To explain: in our conversation, as we discussed institutional resilience and strategy, the dean expressed firm support for continued economic growth. This was in general, not just for their institution, but for the economy at large.  Regular GDP gains, increases in corporate market caps, growing market sizes all benefited that campus in this view.  The institution depended on GDP going up each quarter.

The professor, in contrast, detected and approved of an opposed way of thinking, both within higher ed and in the world at large. Zero growth, degrowth, circular, and donut economics were finding an expanding audience and that’s a fine thing, in their estimation. Some of the deepest problems our society experiences, notably income inequality and the climate crisis, stem from our current economic order of perpetual growth. Changing course, even reversing economic progress, was ethically the right thing to do, in this view.

I have a lot to say about each point.  We can dive into economic modeling, consider industrialization’s ideologies, reach back to Malthus, and more.  Today I just wanted to share that pairing and explain why it moved me.  I’m curious what people think. I’d also like to plant this flag for later work.

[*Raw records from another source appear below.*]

//! # Money Module
//!
//! Provides the `Money` type for handling monetary values safely.
//!
//! ## Why Integer Money?
//! ```text
//! ┌─────────────────────────────────────────────────────────────────────────┐
//! │  THE FLOATING POINT PROBLEM                                             │
//! │                                                                         │
//! │  Summing invoice lines as floats:                                       │
//! │    0.1 + 0.2 = 0.30000000000000004  ❌ drift on every invoice           │
//! │                                                                         │
//! │  OUR SOLUTION: Integer øre                                              │
//! │    Every amount is an i64 count of minor units (1 NOK = 100 øre).       │
//! │    VAT products are accumulated exactly (i128) and rounded ONCE,        │
//! │    when the value leaves the engine as a JSON decimal.                  │
//! │                                                                         │
//! └─────────────────────────────────────────────────────────────────────────┘
//! ```
//!
//! ## Usage
//! ```rust
//! use tally_core::money::Money;
//!
//! let line = Money::from_cents(29900).multiply_quantity(2); // 598.00
//! let total = line + Money::from_cents(1450);
//! assert_eq!(total.cents(), 61250);
//! assert_eq!(total.to_decimal_string(), "612.50");
//! ```

use serde::{Deserialize, Serialize};
use std::fmt;
use std::iter::Sum;
use std::ops::{Add, AddAssign, Sub};
use ts_rs::TS;

/// Basis points in one whole (100%).
pub(crate) const BPS_SCALE: i128 = 10_000;

// =============================================================================
// Money Type
// =============================================================================

/// A monetary value in the smallest currency unit (øre for NOK).
///
/// ## Where Money Flows
/// ```text
/// ┌─────────────────────────────────────────────────────────────────────────┐
/// │  OrderItem.unit_price × quantity ──► line amount ──► invoice totals    │
/// │                                                                         │
/// │  Payment.amount ──► RemotePayment.Amount                               │
/// │  Refund.amount  ──► RemoteCreditNote.Amount                            │
/// │                                                                         │
/// │  Only the serde boundary (`money::decimal`) turns øre into 712.50      │
/// └─────────────────────────────────────────────────────────────────────────┘
/// ```
#[derive(Debug, Clone, Copy, PartialEq, Eq, PartialOrd, Ord, Hash, Serialize, Deserialize, TS)]
#[ts(export)]
pub struct Money(i64);

impl Money {
    /// Creates a Money value from minor units.
    ///
    /// ## Example
    /// ```rust
    /// use tally_core::money::Money;
    ///
    /// let price = Money::from_cents(1099); // 10.99
    /// assert_eq!(price.cents(), 1099);
    /// ```
    #[inline]
    pub const fn from_cents(cents: i64) -> Self {
        Money(cents)
    }

    /// Returns the value in minor units.
    #[inline]
    pub const fn cents(&self) -> i64 {
        self.0
    }

    /// Returns the major unit (kroner) portion.
    #[inline]
    pub const fn major(&self) -> i64 {
        self.0 / 100
    }

    /// Returns the minor unit portion (always 0-99).
    #[inline]
    pub const fn minor(&self) -> i64 {
        (self.0 % 100).abs()
    }

    /// Returns zero money value.
    #[inline]
    pub const fn zero() -> Self {
        Money(0)
    }

    /// Multiplies money by a quantity.
    ///
    /// ## Example
    /// ```rust
    /// use tally_core::money::Money;
    ///
    /// let unit_price = Money::from_cents(29900); // 299.00
    /// assert_eq!(unit_price.multiply_quantity(3).cents(), 89700);
    /// ```
    #[inline]
    pub const fn multiply_quantity(&self, qty: i64) -> Self {
        Money(self.0 * qty)
    }

    /// Returns true when both amounts differ by at most `tolerance`.
    ///
    /// ## Example
    /// ```rust
    /// use tally_core::money::Money;
    ///
    /// let total = Money::from_cents(100000);
    /// assert!(total.within(Money::from_cents(99999), Money::from_cents(1)));
    /// assert!(!total.within(Money::from_cents(60000), Money::from_cents(1)));
    /// ```
    pub fn within(&self, other: Money, tolerance: Money) -> bool {
        (self.0 - other.0).abs() <= tolerance.0.abs()
    }

    /// Formats the amount as a plain two-decimal string ("712.50").
    pub fn to_decimal_string(&self) -> String {
        let sign = if self.0 < 0 { "-" } else { "" };
        format!("{}{}.{:02}", sign, self.major().abs(), self.minor())
    }
}

/// Rounds a value scaled by basis points back to øre, half away from zero.
pub(crate) fn round_scaled(scaled: i128) -> i64 {
    let half = BPS_SCALE / 2;
    let rounded = if scaled >= 0 {
        (scaled + half) / BPS_SCALE
    } else {
        (scaled - half) / BPS_SCALE
    };
    rounded as i64
}

// =============================================================================
// Trait Implementations
// =============================================================================

impl fmt::Display for Money {
    fn fmt(&self, f: &mut fmt::Formatter<'_>) -> fmt::Result {
        f.write_str(&self.to_decimal_string())
    }
}

impl Default for Money {
    fn default() -> Self {
        Money::zero()
    }
}

impl Add for Money {
    type Output = Self;

    #[inline]
    fn add(self, other: Self) -> Self {
        Money(self.0 + other.0)
    }
}

impl AddAssign for Money {
    #[inline]
    fn add_assign(&mut self, other: Self) {
        self.0 += other.0;
    }
}

impl Sub for Money {
    type Output = Self;

    #[inline]
    fn sub(self, other: Self) -> Self {
        Money(self.0 - other.0)
    }
}

impl Sum for Money {
    fn sum<I: Iterator<Item = Money>>(iter: I) -> Self {
        iter.fold(Money::zero(), |acc, m| acc + m)
    }
}

// =============================================================================
// Output Boundary
// =============================================================================

/// Serde adapter emitting `Money` as a JSON decimal number (`712.5`).
///
/// ## Usage
/// ```rust,ignore
/// #[derive(Serialize)]
/// struct RemoteLine {
///     #[serde(rename = "Amount", with = "crate::money::decimal")]
///     amount: Money,
/// }
/// ```
pub mod decimal {
    use super::Money;
    use serde::{Deserialize, Deserializer, Serializer};

    pub fn serialize<S: Serializer>(value: &Money, serializer: S) -> Result<S::Ok, S::Error> {
        serializer.serialize_f64(value.cents() as f64 / 100.0)
    }

    pub fn deserialize<'de, D: Deserializer<'de>>(deserializer: D) -> Result<Money, D::Error> {
        let value = f64::deserialize(deserializer)?;
        Ok(Money::from_cents((value * 100.0).round() as i64))
    }
}

// =============================================================================
// Unit Tests
// =============================================================================

#[cfg(test)]
mod tests {
    use super::*;

    #[test]
    fn test_display() {
        assert_eq!(Money::from_cents(71250).to_string(), "712.50");
        assert_eq!(Money::from_cents(500).to_string(), "5.00");
        assert_eq!(Money::from_cents(-550).to_string(), "-5.50");
        assert_eq!(Money::from_cents(0).to_string(), "0.00");
    }

    #[test]
    fn test_round_scaled_half_away_from_zero() {
        // 0.50 × 25% = 0.125 → 0.13
        assert_eq!(round_scaled(50 * 2500), 13);
        assert_eq!(round_scaled(-50 * 2500), -13);
        assert_eq!(round_scaled(30000 * 2500), 7500);
    }

    #[test]
    fn test_within_tolerance() {
        let total = Money::from_cents(100000);
        let tolerance = Money::from_cents(1);
        assert!(total.within(Money::from_cents(100000), tolerance));
        assert!(total.within(Money::from_cents(100001), tolerance));
        assert!(!total.within(Money::from_cents(99998), tolerance));
    }

    #[test]
    fn test_sum() {
        let total: Money = [30000, 15000, 12000]
            .into_iter()
            .map(Money::from_cents)
            .sum();
        assert_eq!(total.cents(), 57000);
    }

    #[test]
    fn test_decimal_boundary() {
        #[derive(Serialize)]
        struct Line {
            #[serde(with = "decimal")]
            amount: Money,
        }

        let json = serde_json::to_value(Line {
            amount: Money::from_cents(71250),
        })
        .unwrap();
        assert_eq!(json["amount"], serde_json::json!(712.5));
    }
}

It’s not a surprise to see professors and administrators on opposite sides of a question, of course, but I don’t think institutional politics are the main driver here.  Instead, I think we’re seeing many people question present-day economics (call it neoliberalism, late capitalism, very late capitalism, democratic capitalism, or whatever you like).  Partly this stems from the life experience of younger generations, who didn’t receive the anti-socialism Cold War era programming of their elders, and whose experience of capitalism has included some disasters, like the recessions of 2008 and 2020.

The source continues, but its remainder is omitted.